Bastia Umbra, 3 febbraio 2021 – A distanza di pochi mesi dalla pubblicazione dello studio “Il Ponte sul Chiascio a Bastia (Secc. XIII-XIX). Note storiche e documenti d’archivio”, ci ha purtroppo lasciato il dott. Francesco Guarino. L’Amministrazione Comunale di Bastia Umbra, rappresentata dal Sindaco Paola Lungarotti e dalla Giunta Comunale, esprime il più profondo cordoglio alla famiglia per la dolorosa scomparsa. Francesco Guarino, nato nel 1941, è stato per venticinque anni funzionario del Ministero per i Beni Culturali, prima come Bibliotecario (Biblioteca Universitaria di Bologna dal 1972 al 1976), poi come Archivista di Stato (Soprintendenza Archivistica per l’Umbria- Perugia). Direttore dal 1985 al 1996 della Sezione d’Archivio di Stato di Assisi, collaboratore di vari periodici scientifici nazionali, fondatore e direttore della rivista “Archivi in Valle Umbra” (1999-2007), si è dedicato a tempo pieno alla ricerca documentaria e alla conseguente speculazione storica. E’ stato autore di numerose pubblicazioni e studi di archivistica e di storia locale. Si ricordano in particolare la pubblicazione sullo Statuto Comunale di Bastia Umbra del 1622 e l’allestimento della Mostra documentaria e Catalogo “Con i piedi per terra”, uno studio della cartografia antica del nostro territorio, ambedue realizzate per il Comune di Bastia Umbra in collaborazione con l’Accademia Properziana del Subasio di Assisi, istituto culturale in cui il dott. Guarino ha lungamente ricoperto cariche. E’ del 2016, inoltre, la sua introduzione a “Terre Bastie”, gli Archivi Storici del Comune di Bastia Umbra.

Nel 2018 era stato insignito del Premio alla Cultura “Insula Romana”. Il dott. Guarino risiedeva a Bastia Umbra dal 1990.
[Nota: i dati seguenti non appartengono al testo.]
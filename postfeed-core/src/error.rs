//! Error types for the feed client

use crate::models::PostId;

pub type Result<T> = std::result::Result<T, FeedError>;

#[derive(Debug, thiserror::Error)]
pub enum FeedError {
    #[error("Failed to fetch posts: {0}")]
    Fetch(#[source] reqwest::Error),

    #[error("Failed to delete post {post_id}: {source}")]
    Delete {
        post_id: PostId,
        #[source]
        source: reqwest::Error,
    },

    #[error("Failed to create post: {0}")]
    Create(#[source] reqwest::Error),

    #[error("{endpoint} returned {status}: {body}")]
    Status {
        endpoint: &'static str,
        status: reqwest::StatusCode,
        body: String,
    },

    #[error("Invalid URL: {0}")]
    Url(#[from] url::ParseError),

    #[error("Invalid configuration: {0}")]
    Config(String),
}
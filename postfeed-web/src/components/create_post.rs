use crate::feed::Feed;
use anyhow::{anyhow, Result};
use dioxus::prelude::*;
use dioxus_web::WebEventExt;
use gloo_file::{futures::read_as_bytes, Blob};
use postfeed_core::{MediaUpload, NewPost};
use tracing::error;
use wasm_bindgen::JsCast;
use wasm_bindgen_futures::spawn_local;
use web_sys::HtmlInputElement;

/// New post form. After a successful submit the feed reloads with the
/// filter currently selected in `privacy`.
#[component]
pub fn CreatePostForm(privacy: Signal<String>) -> Element {
    let feed = use_context::<Feed>();
    let mut content = use_signal(String::new);
    let mut post_privacy = use_signal(|| "public".to_string());
    let mut media = use_signal(|| None::<MediaUpload>);

    let on_file_change = move |evt: Event<FormData>| {
        let Some(input) = file_input(&evt) else {
            return;
        };
        let Some(file) = input.files().and_then(|files| files.get(0)) else {
            media.set(None);
            return;
        };
        spawn_local(async move {
            match read_upload(file).await {
                Ok(upload) => media.set(Some(upload)),
                Err(err) => error!("Error reading media file: {:?}", err),
            }
        });
    };

    let submit = move |evt: FormEvent| {
        evt.prevent_default();
        let post = NewPost {
            content: content.read().clone(),
            privacy: post_privacy.read().clone(),
            media: media.read().clone(),
        };
        let filter = privacy.read().clone();
        feed.create(post, Some(filter), move || {
            content.set(String::new());
            media.set(None);
        });
    };

    rsx! {
        form { id: "createPost", class: "create-post", onsubmit: submit,
            textarea {
                name: "content",
                value: "{content}",
                oninput: move |e| content.set(e.value())
            }
            select {
                name: "privacy",
                value: "{post_privacy}",
                onchange: move |e| post_privacy.set(e.value()),
                option { value: "public", "Public" }
                option { value: "friends", "Friends" }
                option { value: "private", "Private" }
            }
            input {
                r#type: "file",
                name: "media_file",
                accept: "image/*,video/*",
                onchange: on_file_change
            }
            button { r#type: "submit", "Post" }
        }
    }
}

fn file_input(evt: &Event<FormData>) -> Option<HtmlInputElement> {
    evt.try_as_web_event()?
        .target()?
        .dyn_into::<HtmlInputElement>()
        .ok()
}

async fn read_upload(file: web_sys::File) -> Result<MediaUpload> {
    let file_name = file.name();
    if file_name.is_empty() {
        return Err(anyhow!("selected file has no name"));
    }
    let blob = Blob::from(file);
    let bytes = read_as_bytes(&blob).await?;
    Ok(MediaUpload { file_name, bytes })
}
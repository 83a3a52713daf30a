//! Render model for the feed container.
//!
//! The container is described by a single [`FeedView`] value that is rebuilt
//! from scratch for every successful fetch. Frontends draw it; they never
//! patch it in place.

use crate::media::MediaPreview;
use crate::models::{Post, PostId};

pub const NO_POSTS_PLACEHOLDER: &str = "No posts available.";

/// Identifier assigned to the rendered block of a post.
pub fn element_id(post_id: &PostId) -> String {
    format!("post_{post_id}")
}

#[derive(Clone, Debug, PartialEq)]
pub struct PostBlock {
    pub post_id: PostId,
    pub element_id: String,
    pub heading: String,
    pub privacy_label: String,
    pub created_label: String,
    pub media: Option<MediaPreview>,
}

impl PostBlock {
    pub fn from_post(post: &Post) -> Self {
        let media = post
            .media_data
            .as_deref()
            .and_then(|data| MediaPreview::decode(data, post.media_type.as_deref()));
        Self {
            post_id: post.id.clone(),
            element_id: element_id(&post.id),
            heading: post.content.clone(),
            privacy_label: format!("Privacy: {}", post.privacy),
            created_label: format!("Created at: {}", post.created_at),
            media,
        }
    }
}

#[derive(Clone, Debug, Default, PartialEq)]
pub enum FeedView {
    /// Nothing has been loaded yet.
    #[default]
    Idle,
    /// The last fetch returned no posts.
    Empty,
    Posts(Vec<PostBlock>),
}

impl FeedView {
    pub fn render(posts: &[Post]) -> Self {
        if posts.is_empty() {
            return FeedView::Empty;
        }
        FeedView::Posts(posts.iter().map(PostBlock::from_post).collect())
    }

    pub fn blocks(&self) -> &[PostBlock] {
        match self {
            FeedView::Posts(blocks) => blocks,
            FeedView::Idle | FeedView::Empty => &[],
        }
    }

    /// Placeholder text shown instead of blocks, if any.
    pub fn placeholder(&self) -> Option<&'static str> {
        match self {
            FeedView::Empty => Some(NO_POSTS_PLACEHOLDER),
            FeedView::Idle | FeedView::Posts(_) => None,
        }
    }

    pub fn find(&self, element_id: &str) -> Option<&PostBlock> {
        self.blocks().iter().find(|b| b.element_id == element_id)
    }

    /// Drop the block rendered under `element_id`. Returns whether one was
    /// found. Removing the last block leaves an empty container, not the
    /// placeholder.
    pub fn remove(&mut self, element_id: &str) -> bool {
        let FeedView::Posts(blocks) = self else {
            return false;
        };
        let before = blocks.len();
        blocks.retain(|b| b.element_id != element_id);
        before != blocks.len()
    }
}

#[cfg(test)]
mod tests {
    use super::*;
    use crate::media::MediaKind;

    fn post(id: i64, content: &str, media_data: Option<&str>) -> Post {
        Post {
            id: PostId::Int(id),
            content: content.to_string(),
            privacy: "public".to_string(),
            created_at: format!("2023-07-0{id} 12:00:00"),
            media_data: media_data.map(str::to_string),
            media_type: None,
        }
    }

    #[test]
    fn empty_list_shows_placeholder_only() {
        let view = FeedView::render(&[]);
        assert_eq!(view, FeedView::Empty);
        assert_eq!(view.placeholder(), Some("No posts available."));
        assert!(view.blocks().is_empty());
    }

    #[test]
    fn blocks_follow_server_order_verbatim() {
        let posts = vec![post(3, "third", None), post(1, "first", None), post(2, "second", None)];
        let view = FeedView::render(&posts);

        assert_eq!(view.placeholder(), None);
        let blocks = view.blocks();
        assert_eq!(blocks.len(), 3);
        let headings: Vec<_> = blocks.iter().map(|b| b.heading.as_str()).collect();
        assert_eq!(headings, vec!["third", "first", "second"]);
        assert_eq!(blocks[0].element_id, "post_3");
        assert_eq!(blocks[0].privacy_label, "Privacy: public");
        assert_eq!(blocks[0].created_label, "Created at: 2023-07-03 12:00:00");
    }

    #[test]
    fn media_preview_only_when_payload_present() {
        let posts = vec![post(1, "with", Some("/9j/4AAQ")), post(2, "without", None)];
        let view = FeedView::render(&posts);
        let blocks = view.blocks();

        let media = blocks[0].media.as_ref().unwrap();
        assert_eq!(media.kind, MediaKind::Image);
        assert_eq!(media.src, "data:image/jpeg;base64,/9j/4AAQ");
        assert!(blocks[1].media.is_none());
    }

    #[test]
    fn text_ids_get_derived_element_ids() {
        let mut p = post(1, "x", None);
        p.id = PostId::Text("abc".to_string());
        assert_eq!(PostBlock::from_post(&p).element_id, "post_abc");
    }

    #[test]
    fn remove_reports_whether_block_existed() {
        let mut view = FeedView::render(&[post(1, "a", None), post(2, "b", None)]);
        assert!(view.remove("post_1"));
        assert!(!view.remove("post_1"));
        assert_eq!(view.blocks().len(), 1);
        assert!(view.find("post_2").is_some());

        let mut empty = FeedView::Empty;
        assert!(!empty.remove("post_2"));
    }
}
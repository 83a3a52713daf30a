//! Configuration for the feed client

use crate::error::{FeedError, Result};
use url::Url;

pub const DEFAULT_API_URL: &str = "http://127.0.0.1:5000";

/// Where the feed API lives. Endpoint paths are joined onto `api_base`.
#[derive(Debug, Clone, PartialEq)]
pub struct FeedConfig {
    pub api_base: Url,
}

impl FeedConfig {
    pub fn new(api_base: &str) -> Result<Self> {
        let api_base = Url::parse(api_base)?;
        if api_base.cannot_be_a_base() {
            return Err(FeedError::Config(format!(
                "{api_base} cannot be used as a base URL"
            )));
        }
        Ok(Self { api_base })
    }

    /// Build the config for a page served from `origin`, e.g. the value of
    /// `window.location.origin`.
    pub fn from_origin(origin: &str) -> Result<Self> {
        Self::new(origin)
    }

    /// Load configuration from environment variables
    #[cfg(not(target_arch = "wasm32"))]
    pub fn from_env() -> Result<Self> {
        dotenvy::dotenv().ok();
        let api_url =
            std::env::var("POSTFEED_API_URL").unwrap_or_else(|_| DEFAULT_API_URL.to_string());
        Self::new(&api_url)
    }

    pub(crate) fn endpoint(&self, path: &str) -> Result<Url> {
        Ok(self.api_base.join(path)?)
    }
}

impl Default for FeedConfig {
    fn default() -> Self {
        Self {
            api_base: Url::parse(DEFAULT_API_URL).expect("default API URL is valid"),
        }
    }
}
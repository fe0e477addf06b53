mod app;
mod auth;
mod config;
mod error;
mod state;
mod users;

use crate::state::AppState;

#[tokio::main]
async fn main() -> anyhow::Result<()> {
    dotenvy::dotenv().ok();

    let env_filter = std::env::var("RUST_LOG")
        .unwrap_or_else(|_| "userdesk=debug,axum=info,tower_http=info".to_string());
    let json_logs = std::env::var("LOG_FORMAT")
        .map(|v| v == "json")
        .unwrap_or(false);

    if json_logs {
        tracing_subscriber::fmt()
            .with_env_filter(env_filter)
            .with_target(false)
            .json()
            .init();
    } else {
        tracing_subscriber::fmt().with_env_filter(env_filter).init();
    }

    let app_state = AppState::init().await?;
    let app = app::build_app(app_state);
    app::serve(app).await
}
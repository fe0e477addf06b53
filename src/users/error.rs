use thiserror::Error;

/// A field bound or object-state precondition was violated.
#[derive(Debug, Error)]
pub enum ValidationError {
    #[error("{field} must be at most {max} characters long, got {actual}")]
    TooLong {
        field: &'static str,
        max: usize,
        actual: usize,
    },

    #[error("{field} is required")]
    Missing { field: &'static str },

    #[error("id must be a positive integer, got {0}")]
    InvalidId(i64),

    #[error("id {value:?} is not numeric")]
    NonNumericId { value: String },

    #[error("{field} {value:?} does not match the store datetime format")]
    InvalidDate {
        field: &'static str,
        value: String,
        #[source]
        source: time::error::Parse,
    },

    #[error("{field} {value:?} cannot be formatted")]
    Unformattable {
        field: &'static str,
        value: String,
        #[source]
        source: time::error::Format,
    },

    #[error("user is not valid for {operation}: {reason}")]
    Precondition {
        operation: &'static str,
        reason: &'static str,
    },
}

/// Failures raised by a [`Store`](super::repo::Store) or one of its sessions.
#[derive(Debug, Error)]
pub enum StoreError {
    #[error("database error")]
    Database(#[from] sqlx::Error),

    #[error("invalid user data")]
    Invalid(#[from] ValidationError),

    #[error("permission {0} does not exist")]
    UnknownPermission(i64),

    #[error("username {0:?} is already taken")]
    UsernameTaken(String),

    #[error("user {0} does not exist in the store")]
    MissingUser(i64),

    #[error("store failure: {0}")]
    Backend(String),
}

/// Cause carried by a wrapped create/update/delete failure.
#[derive(Debug, Error)]
pub enum OperationError {
    #[error("invalid user")]
    Validation(#[from] ValidationError),

    #[error("store failure")]
    Store(#[from] StoreError),

    #[error("password hashing failed: {0}")]
    Hash(String),

    #[error("user {0} does not exist")]
    NotFound(i64),
}

#[derive(Debug, Error)]
pub enum ServiceError {
    #[error("could not create user {username:?} <{email}>")]
    Create {
        username: String,
        email: String,
        #[source]
        source: OperationError,
    },

    #[error("could not update user {id}")]
    Update {
        id: i64,
        #[source]
        source: OperationError,
    },

    #[error("could not delete user {id}")]
    Delete {
        id: i64,
        #[source]
        source: OperationError,
    },

    #[error("could not load user {id}")]
    Load {
        id: i64,
        #[source]
        source: OperationError,
    },

    #[error("could not load permissions")]
    Permissions(#[source] OperationError),

    #[error("could not check credentials")]
    Credentials(#[source] OperationError),

    #[error(transparent)]
    Store(#[from] StoreError),
}

impl ServiceError {
    /// Innermost cause in this crate's taxonomy, used for status mapping.
    pub fn operation(&self) -> Option<&OperationError> {
        match self {
            Self::Create { source, .. }
            | Self::Update { source, .. }
            | Self::Delete { source, .. }
            | Self::Load { source, .. }
            | Self::Permissions(source)
            | Self::Credentials(source) => Some(source),
            Self::Store(_) => None,
        }
    }
}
Il Sindaco Paola Lungarotti, appresa la dolorosa notizia ha rilasciato la seguente dichiarazione “ La scomparsa del dott. Guarino rappresenta per la nostra città e per l’intero ambito culturale regionale una perdita incolmabile. Ho potuto apprezzare in più occasioni la gentilezza e l’umanità che in lui si univano alla grande cultura che lo contraddistingueva e di recente avevo avuto il piacere di parlarci per ringraziarlo di avermi voluto recapitare una copia della sua pregevole pubblicazione su inedite e rilevanti note storiche riguardanti il Ponte sul Chiascio. Alla sua famiglia giungano le più sentite condoglianze dell’Amministrazione Comunale e uno speciale ringraziamento per i rilevanti studi che lascia sulla nostra Città oltre che in molteplici ambiti della ricerca storica”.